C:未分化なT細胞でEGR2遺伝子を強制発現させることでTh17細胞に分化させ、Gfi-1、RORγ、IL-17Aの各遺伝子の発現量を調べた結果。EGR2遺伝子を強制発現させた細胞(Egr2)は、RORγ遺伝子の発現量には影響がないものの、対照に比べてGfi-1遺伝子の発現が抑制されるとともに、IL-17A遺伝子の発現が増強され、結果としてTh17細胞の分化が促進された

加えて、Th17細胞の誘導に必須であることが知られていた転写因子「RORγ」を核に移動させ機能させるためには、PI3K-Akt-mTORC1経路が必要であることも明らかとなった。

図4 Th17Th17細胞の分化においてPI3K-Akt-mTORC1経路を阻害するとRORγの核移行が阻害される。
A:蛍光抗体法を用いたRORγ分子の細胞内分布。
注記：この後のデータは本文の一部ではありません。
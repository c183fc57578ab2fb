//! Warehouse access for PDL release comparison tables.
//!
//! The generator executes `CREATE OR REPLACE TABLE` statements and the reader
//! loads tables back into frames, both through the [`Warehouse`] trait:
//!
//! - [`SqlApiWarehouse`]: the live warehouse over its SQL REST API.
//! - [`ScriptWarehouse`]: dry runs, statements appended to a script.
//! - [`SnapshotWarehouse`]: tables exported as CSV files.

pub mod error;
pub mod response;
pub mod script;
pub mod session;
pub mod snapshot;
pub mod sql_api;

use kpi_model::QualifiedName;
use polars::prelude::DataFrame;

pub use error::{FailureKind, Result, WarehouseError};
pub use script::ScriptWarehouse;
pub use session::SessionCache;
pub use snapshot::SnapshotWarehouse;
pub use sql_api::{SqlApiConfig, SqlApiWarehouse, TOKEN_ENV_VAR, token_from_env};

/// A place generated tables are written to and read from.
pub trait Warehouse {
    /// Backend name used in logs.
    fn name(&self) -> &'static str;

    /// Run a statement that returns no rows the caller needs.
    fn execute(&self, statement: &str) -> Result<()>;

    /// Load an entire table.
    fn read_table(&self, table: &QualifiedName) -> Result<DataFrame>;
}
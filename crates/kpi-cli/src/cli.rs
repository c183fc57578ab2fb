//! CLI argument definitions for the `kpi` binary.

use std::num::NonZeroUsize;
use std::path::PathBuf;

use clap::{Args, Parser, Subcommand, ValueEnum};
use clap_verbosity_flag::{Verbosity, WarnLevel};
use colorchoice_clap::Color;
use kpi_cli::logging::LogFormat;
use kpi_model::{Field, TableKind, Topic};
use kpi_sql::RankSource;
use tracing::level_filters::LevelFilter;

#[derive(Parser)]
#[command(
    name = "kpi",
    version,
    about = "PDL release comparison - generate and read KPI tables",
    long_about = "Compare two releases of the PDL dataset.\n\n\
                  `generate` builds KPI, comparison and top-N benchmark tables in the\n\
                  warehouse; `report` reads them back as a dashboard."
)]
pub struct Cli {
    #[command(subcommand)]
    pub command: Command,

    /// Comparison configuration (TOML). Built-in defaults when omitted.
    #[arg(long = "config", value_name = "PATH", global = true)]
    pub config: Option<PathBuf>,

    /// Adjust log verbosity (-v for debug, -vv for trace, -q for errors only).
    #[command(flatten)]
    pub verbosity: Verbosity<WarnLevel>,

    /// Control ANSI color output (auto, always, never).
    #[command(flatten)]
    pub color: Color,

    /// Explicit log level (overrides -v/-q flags).
    #[arg(long = "log-level", value_enum, global = true)]
    pub log_level: Option<LogLevelArg>,

    /// Log output format (pretty for human, json for machine parsing).
    #[arg(
        long = "log-format",
        value_enum,
        default_value = "pretty",
        global = true
    )]
    pub log_format: LogFormatArg,

    /// Write logs to a file instead of stderr.
    #[arg(long = "log-file", value_name = "PATH", global = true)]
    pub log_file: Option<PathBuf>,
}

#[derive(Subcommand)]
pub enum Command {
    /// Create KPI and comparison tables for a topic.
    Generate(GenerateArgs),

    /// Read the tables of a topic back as a dashboard.
    Report(ReportArgs),

    /// Print the SQL of a topic run without executing it.
    Sql(SqlArgs),

    /// List the fully-qualified tables a topic run produces.
    Tables(TablesArgs),

    /// List topics and their fields.
    Topics,
}

/// Fields, countries and table kinds shared by every planning command.
#[derive(Args)]
pub struct ScopeArgs {
    /// Topic to process.
    #[arg(long = "topic", value_name = "TOPIC")]
    pub topic: Topic,

    /// Field to process (repeatable). Defaults to every field of the topic.
    #[arg(long = "field", value_name = "FIELD")]
    pub fields: Vec<Field>,

    /// Country scope (repeatable). Unscoped tables when omitted.
    #[arg(long = "country", value_name = "COUNTRY", conflicts_with = "all_countries")]
    pub countries: Vec<String>,

    /// Scope to every configured country.
    #[arg(long = "all-countries")]
    pub all_countries: bool,

    /// Table kinds to produce (repeatable). Defaults to all three.
    #[arg(long = "kind", value_enum)]
    pub kinds: Vec<TableKindArg>,

    /// Values kept in top-N benchmark tables (default from config).
    #[arg(long = "top-n", value_name = "N")]
    pub top_n: Option<NonZeroUsize>,

    /// Source whose counts rank top-N tables.
    #[arg(long = "rank-by", value_enum, default_value = "benchmark")]
    pub rank_by: RankByArg,
}

#[derive(Args)]
pub struct GenerateArgs {
    #[command(flatten)]
    pub scope: ScopeArgs,

    /// Append statements to `<DIR>/<topic>.sql` instead of executing them.
    #[arg(long = "dry-run", value_name = "DIR")]
    pub dry_run: Option<PathBuf>,
}

#[derive(Args)]
pub struct SqlArgs {
    #[command(flatten)]
    pub scope: ScopeArgs,
}

#[derive(Args)]
pub struct TablesArgs {
    #[command(flatten)]
    pub scope: ScopeArgs,
}

#[derive(Args)]
pub struct ReportArgs {
    /// Topic to read.
    #[arg(long = "topic", value_name = "TOPIC")]
    pub topic: Topic,

    /// Country scope. Unscoped tables when omitted.
    #[arg(long = "country", value_name = "COUNTRY")]
    pub country: Option<String>,

    /// Field panel to show (repeatable). Defaults to the topic's first field.
    #[arg(long = "field", value_name = "FIELD")]
    pub fields: Vec<Field>,

    /// Values shown in the counts and percentages panels (default from config).
    #[arg(long = "top-n", value_name = "N")]
    pub top_n: Option<NonZeroUsize>,

    /// Read tables from `<DIR>/<TABLE>.csv` instead of the warehouse.
    #[arg(long = "snapshot-dir", value_name = "DIR")]
    pub snapshot_dir: Option<PathBuf>,

    /// Write each panel as long-form CSV files to this directory.
    #[arg(long = "export", value_name = "DIR")]
    pub export: Option<PathBuf>,
}

#[derive(Clone, Copy, PartialEq, Eq, ValueEnum)]
pub enum TableKindArg {
    Kpi,
    Comp,
    Complc,
}

impl From<TableKindArg> for TableKind {
    fn from(arg: TableKindArg) -> Self {
        match arg {
            TableKindArg::Kpi => TableKind::Kpi,
            TableKindArg::Comp => TableKind::Comparison,
            TableKindArg::Complc => TableKind::BenchmarkComparison,
        }
    }
}

#[derive(Clone, Copy, ValueEnum)]
pub enum RankByArg {
    Base,
    New,
    Benchmark,
}

impl From<RankByArg> for RankSource {
    fn from(arg: RankByArg) -> Self {
        match arg {
            RankByArg::Base => RankSource::Base,
            RankByArg::New => RankSource::New,
            RankByArg::Benchmark => RankSource::Benchmark,
        }
    }
}

/// CLI log level choices.
#[derive(Clone, Copy, ValueEnum)]
pub enum LogLevelArg {
    Error,
    Warn,
    Info,
    Debug,
    Trace,
}

impl From<LogLevelArg> for LevelFilter {
    fn from(arg: LogLevelArg) -> Self {
        match arg {
            LogLevelArg::Error => LevelFilter::ERROR,
            LogLevelArg::Warn => LevelFilter::WARN,
            LogLevelArg::Info => LevelFilter::INFO,
            LogLevelArg::Debug => LevelFilter::DEBUG,
            LogLevelArg::Trace => LevelFilter::TRACE,
        }
    }
}

/// CLI log format choices.
#[derive(Clone, Copy, ValueEnum)]
pub enum LogFormatArg {
    Pretty,
    Compact,
    Json,
}

impl From<LogFormatArg> for LogFormat {
    fn from(arg: LogFormatArg) -> Self {
        match arg {
            LogFormatArg::Pretty => LogFormat::Pretty,
            LogFormatArg::Compact => LogFormat::Compact,
            LogFormatArg::Json => LogFormat::Json,
        }
    }
}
RORγはTh17細胞を特異的に発現して24時間以内に核に移行するが(青三角)、IC87114あるいはラパマイシンなどの阻害剤を加えておくと、RORγが細胞質にとどまっている様子が見られるようになる(赤三角)。
B:ウェスタンブロット法による細胞質内および核内に存在するRORγたんぱく質の検出。Th17細胞に発現するRORγは細胞質および核のどちらでも検出されるが、IC87114あるいはラパマイシンなどの阻害剤を加えると核で検出されるRORγたんぱく質の量が減少する。
C:RORγを発現する細胞の割合は、IC87114あるいはラパマイシンなどの阻害剤を加えても変わらない。
D:IC87114あるいはラパマイシンなどの阻害剤を加えることで、核内に存在するRORγの割合(青)が減少し、その代わりに細胞質にとどまっているRORγの割合(赤)が増加する

これらの結果により、PI3K-Akt-mTORC1経路がTh17細胞の分化を促進する仕組みが解明され、実際に経路阻害剤の投与により自己免疫疾患のモデルマウスの症状が改善されることが実証された。しかし、このPI3K-Akt-mTORC1経路はほかのさまざまな細胞機能にも関わっているため、この経路を阻害して自己免疫疾患の症状を改善しようとする場合は、副作用を避ける工夫が必要となると研究グループでは説明している。

図5 今回の研究成果。未分化のT細胞が、抗原刺激とTh17細胞分化に必要なサイトカインの刺激を受け取ると、PI3K-Akt-mTORC1経路が活性化される。活性化されたmTROC1はS6K1とS6K2の発現を介して2通りの経路でTh17細胞の分化を促進する。すなわち、S6K1の発現を介してEGR2転写因子の発現を上昇させ、Th17細胞分化を阻害するGfi-1転写因子の発現を抑えることで、結果的にTh17細胞の分化を誘導する一方、S6K2は核移行シグナルとしてTh17細胞の分化に必須のRORγと結合し、核内に移行してTh17細胞の分化を促進する

また、Th17細胞への分化はPI3K-Akt-mTORC1経路によって、少なくとも2通りに制御されていることが明らかとなった。特にRORγを核に移動させることによってTh17細胞の分化を促進しているという発見は、ほかの細胞には影響を与えずにTh17細胞の分化を抑制できる免疫抑制剤の開発に貢献することが期待されると研究グループではコメントしている。